Abstract Body (Do not enter title and authors here): Background: Cardiac fibrosis is a critical and independent driver of heart failure (HF), characterized by excessive extracellular matrix (ECM) deposition. Decreased CDCP1 (CUB domain-containing protein 1) expression has been associated with myocardial recovery in human genome wide association studies by attenuating PDGF-BB driven cardiac fibroblast proliferation with no effect on canonical TGF-beta mediated transdifferentiation in-vitro. In-vivo, Cdcp1 deletion significantly reduced cardiac fibrosis and dysfunction in an angiotensin II/phenylephrine-induced pressure overload mouse model. However, its upstream regulators and its downstream effects on molecular signaling pathways that modulate ECM remodeling are unknown.
Hypothesis: CDCP1 promotes human cardiac fibroblast mediated ECM remodeling in the HF microenvironment.
Methods: Human ventricular fibroblasts (HVF) were treated with PDGF-BB (20 ng/ml), TGF-β (10 ng/ml), or Angiotensin II (100 ng/ml) for 48 hours. CDCP1 knockdown (KD) was achieved through siRNA transfection. Gene expression analysis was performed using qRT-PCR and protein quantification by Western blot. Both intact HVF and decellularized ECM were immunostained for collagen 1 to evaluate for ECM compositional changes.
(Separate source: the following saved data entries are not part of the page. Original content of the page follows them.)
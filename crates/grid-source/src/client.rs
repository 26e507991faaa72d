//! HTTP fetcher with bounded timeouts and retry on transient failures.

use reqwest::Client;
use serde::de::DeserializeOwned;
use std::sync::Arc;
use tracing::{debug, instrument, warn};

use crate::config::SourceConfig;
use crate::credentials::CredentialProvider;
use crate::error::{SourceError, SourceResult};

/// Fetches response bodies as text.
///
/// A request succeeds only with a 2xx status and a non-blank body. Network
/// failures, timeouts, 5xx and 429 are retried with exponential backoff;
/// anything else fails immediately.
#[derive(Clone)]
pub struct HttpFetcher {
    client: Client,
    config: SourceConfig,
    credentials: Option<Arc<dyn CredentialProvider>>,
}

impl HttpFetcher {
    pub fn new(config: SourceConfig) -> SourceResult<Self> {
        config.validate().map_err(SourceError::Config)?;

        let client = Client::builder()
            .timeout(config.request_timeout())
            .connect_timeout(config.connect_timeout())
            .user_agent(config.user_agent.clone())
            .pool_max_idle_per_host(4)
            .tcp_nodelay(true)
            .build()
            .map_err(|e| SourceError::Config(format!("Failed to create HTTP client: {}", e)))?;

        Ok(Self {
            client,
            config,
            credentials: None,
        })
    }

    /// Attach a credential provider for authorized requests.
    pub fn with_credentials(mut self, provider: Arc<dyn CredentialProvider>) -> Self {
        self.credentials = Some(provider);
        self
    }

    pub fn config(&self) -> &SourceConfig {
        &self.config
    }

    /// GET `url` and return the body.
    #[instrument(skip(self), fields(url = %url))]
    pub async fn fetch_text(&self, url: &str) -> SourceResult<String> {
        self.fetch_with_retry(url, false).await
    }

    /// GET `url` and decode the body as JSON.
    #[instrument(skip(self), fields(url = %url))]
    pub async fn fetch_json<T: DeserializeOwned>(&self, url: &str) -> SourceResult<T> {
        let body = self.fetch_with_retry(url, false).await?;
        decode_json(url, &body)
    }

    /// GET `url` with a bearer token from the credential provider.
    #[instrument(skip(self), fields(url = %url))]
    pub async fn fetch_json_authorized<T: DeserializeOwned>(&self, url: &str) -> SourceResult<T> {
        let body = self.fetch_with_retry(url, true).await?;
        decode_json(url, &body)
    }

    async fn fetch_with_retry(&self, url: &str, authorized: bool) -> SourceResult<String> {
        let mut retry_count = 0;
        let mut delay = self.config.initial_retry_delay();

        loop {
            match self.fetch_once(url, authorized).await {
                Ok(body) => {
                    debug!(bytes = body.len(), retries = retry_count, "Fetched");
                    return Ok(body);
                }
                Err(e) if e.is_transient() && retry_count < self.config.max_retries => {
                    retry_count += 1;

                    warn!(
                        error = %e,
                        retry = retry_count,
                        max_retries = self.config.max_retries,
                        delay_ms = delay.as_millis() as u64,
                        "Request failed, retrying"
                    );

                    tokio::time::sleep(delay).await;

                    // Exponential backoff
                    delay = std::cmp::min(delay * 2, self.config.max_retry_delay());
                }
                Err(e) => return Err(e),
            }
        }
    }

    async fn fetch_once(&self, url: &str, authorized: bool) -> SourceResult<String> {
        let mut request = self.client.get(url);

        if authorized {
            let provider = self.credentials.as_ref().ok_or_else(|| {
                SourceError::Credential("no credential provider configured".to_string())
            })?;
            request = request.bearer_auth(provider.bearer_token().await?);
        }

        let response = request
            .send()
            .await
            .map_err(|e| SourceError::request(url, e))?;

        let status = response.status();
        if !status.is_success() {
            return Err(SourceError::status(url, status.as_u16()));
        }

        let body = response
            .text()
            .await
            .map_err(|e| SourceError::request(url, e))?;

        if body.trim().is_empty() {
            return Err(SourceError::empty_body(url));
        }

        Ok(body)
    }
}

impl std::fmt::Debug for HttpFetcher {
    fn fmt(&self, f: &mut std::fmt::Formatter<'_>) -> std::fmt::Result {
        f.debug_struct("HttpFetcher")
            .field("config", &self.config)
            .field("authorized", &self.credentials.is_some())
            .finish()
    }
}

fn decode_json<T: DeserializeOwned>(url: &str, body: &str) -> SourceResult<T> {
    serde_json::from_str(body).map_err(|e| SourceError::Json {
        url: url.to_string(),
        message: e.to_string(),
    })
}
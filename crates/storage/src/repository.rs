//! Keyed single-flight cache.
//!
//! A [`Repository`] memoises the result of an expensive async load per key.
//! Concurrent callers for the same uncached key share one in-flight load;
//! only successful loads are stored, so a failed or empty load leaves the
//! key absent and the next call tries again.

use grid_common::{GridError, NoDataExt};
use serde::Serialize;
use std::collections::HashMap;
use std::fmt::Debug;
use std::future::Future;
use std::hash::Hash;
use std::sync::atomic::{AtomicU64, Ordering};
use std::sync::Arc;
use tokio::sync::{Mutex, OnceCell};
use tracing::debug;

/// Outcome of one load attempt, shared by every caller that joined it.
type Slot<V> = Arc<OnceCell<Option<V>>>;

/// Repository statistics.
#[derive(Debug, Clone, Default, PartialEq, Eq, Serialize)]
pub struct RepositoryStats {
    /// Calls answered from a stored value
    pub hits: u64,
    /// Calls that started a new load
    pub misses: u64,
    /// Calls that attached to a load already in flight
    pub joins: u64,
    /// Loader invocations
    pub loads: u64,
    /// Loader invocations that produced no value
    pub failed_loads: u64,
    /// Stored values
    pub entries: usize,
}

impl RepositoryStats {
    /// Hit rate as a percentage of all lookups.
    pub fn hit_rate(&self) -> f64 {
        let total = self.hits + self.misses + self.joins;
        if total == 0 {
            0.0
        } else {
            (self.hits as f64 / total as f64) * 100.0
        }
    }
}

#[derive(Default)]
struct Counters {
    hits: AtomicU64,
    misses: AtomicU64,
    joins: AtomicU64,
    loads: AtomicU64,
    failed_loads: AtomicU64,
}

/// Single-flight memoising cache keyed by `K`.
///
/// Values are cloned out on every hit, so `V` is typically an `Arc` or a
/// small snapshot struct.
pub struct Repository<K, V> {
    name: &'static str,
    entries: Mutex<HashMap<K, Slot<V>>>,
    counters: Counters,
}

impl<K, V> Repository<K, V>
where
    K: Eq + Hash + Clone + Debug,
    V: Clone,
{
    /// Create an empty repository. `name` labels its log lines.
    pub fn new(name: &'static str) -> Self {
        Self {
            name,
            entries: Mutex::new(HashMap::new()),
            counters: Counters::default(),
        }
    }

    pub fn name(&self) -> &'static str {
        self.name
    }

    /// Return the stored value for `key`, or run `loader` to produce it.
    ///
    /// At most one loader runs per key at a time. Callers arriving while a
    /// load is in flight wait for it and receive its outcome. A `None`
    /// outcome is returned to every waiter but not stored.
    ///
    /// If the caller driving the load is cancelled, the next waiter runs its
    /// own loader in its place.
    pub async fn get_or_load<F, Fut>(&self, key: K, loader: F) -> Option<V>
    where
        F: FnOnce() -> Fut,
        Fut: Future<Output = Option<V>>,
    {
        let slot = {
            let mut entries = self.entries.lock().await;
            match entries.get(&key).cloned() {
                Some(slot) => match slot.get() {
                    Some(Some(value)) => {
                        self.counters.hits.fetch_add(1, Ordering::Relaxed);
                        return Some(value.clone());
                    }
                    // Failed attempt not yet removed by its driver
                    Some(None) => self.start(&mut entries, &key),
                    None => {
                        self.counters.joins.fetch_add(1, Ordering::Relaxed);
                        debug!(repository = self.name, key = ?key, "Joining in-flight load");
                        Arc::clone(&slot)
                    }
                },
                None => self.start(&mut entries, &key),
            }
        };

        let outcome = slot
            .get_or_init(|| async {
                self.counters.loads.fetch_add(1, Ordering::Relaxed);
                let value = loader().await;
                if value.is_none() {
                    self.counters.failed_loads.fetch_add(1, Ordering::Relaxed);
                }
                value
            })
            .await
            .clone();

        if outcome.is_none() {
            let mut entries = self.entries.lock().await;
            if entries
                .get(&key)
                .is_some_and(|current| Arc::ptr_eq(current, &slot))
            {
                entries.remove(&key);
                debug!(repository = self.name, key = ?key, "Load produced no data, not cached");
            }
        }

        outcome
    }

    /// Like [`get_or_load`](Self::get_or_load) for a fallible loader.
    ///
    /// Errors are logged under the repository name and collapse to `None`.
    pub async fn get_or_try_load<F, Fut, E>(&self, key: K, loader: F) -> Option<V>
    where
        F: FnOnce() -> Fut,
        Fut: Future<Output = Result<V, E>>,
        E: Into<GridError>,
    {
        let name = self.name;
        self.get_or_load(key, || async move { loader().await.or_no_data(name) })
            .await
    }

    /// Stored value for `key` without loading.
    pub async fn peek(&self, key: &K) -> Option<V> {
        let entries = self.entries.lock().await;
        entries.get(key).and_then(|slot| slot.get().cloned().flatten())
    }

    /// Drop the stored value for `key`.
    ///
    /// A load in flight for `key` still completes for its callers, but its
    /// result is not stored. Returns whether anything was removed.
    pub async fn invalidate(&self, key: &K) -> bool {
        let removed = self.entries.lock().await.remove(key).is_some();
        if removed {
            debug!(repository = self.name, key = ?key, "Invalidated");
        }
        removed
    }

    /// Drop every stored value. Counters are kept.
    pub async fn clear(&self) {
        let mut entries = self.entries.lock().await;
        let count = entries.len();
        entries.clear();
        debug!(repository = self.name, count, "Cleared");
    }

    /// Number of stored values.
    pub async fn len(&self) -> usize {
        let entries = self.entries.lock().await;
        entries
            .values()
            .filter(|slot| matches!(slot.get(), Some(Some(_))))
            .count()
    }

    pub async fn is_empty(&self) -> bool {
        self.len().await == 0
    }

    pub async fn stats(&self) -> RepositoryStats {
        RepositoryStats {
            hits: self.counters.hits.load(Ordering::Relaxed),
            misses: self.counters.misses.load(Ordering::Relaxed),
            joins: self.counters.joins.load(Ordering::Relaxed),
            loads: self.counters.loads.load(Ordering::Relaxed),
            failed_loads: self.counters.failed_loads.load(Ordering::Relaxed),
            entries: self.len().await,
        }
    }

    fn start(&self, entries: &mut HashMap<K, Slot<V>>, key: &K) -> Slot<V> {
        self.counters.misses.fetch_add(1, Ordering::Relaxed);
        let slot: Slot<V> = Arc::new(OnceCell::new());
        entries.insert(key.clone(), Arc::clone(&slot));
        slot
    }
}

impl<K, V> Debug for Repository<K, V> {
    fn fmt(&self, f: &mut std::fmt::Formatter<'_>) -> std::fmt::Result {
        f.debug_struct("Repository")
            .field("name", &self.name)
            .finish_non_exhaustive()
    }
}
Results: Individual and combination treatments with fibrotic stimuli significantly increased CDCP1 expression (Figure 1A-1B). CDCP1 KD resulted in reduction of key ECM markers COL1A1, CTGF, and LOX (Figure 1C) across all fibrotic stimuli. Immunostaining of HVF after treatment with fibrotic stimuli showed reduced collagen 1 production with CDCP1 KD (Figure 1D). Western blot analysis showed increased phosphorylation of Src (tyr416) with 6h of treatment with fibrotic stimuli which was nullified by silencing of CDCP1 (Figure 1E).
Conclusion: Our findings demonstrate that CDCP1 is necessary for ECM synthesis and Src signaling across multiple profibrotic pathways. Selective targeting of CDCP1 to modulate Src signaling pathways could provide novel therapeutic avenues for HF and fibrosis treatment.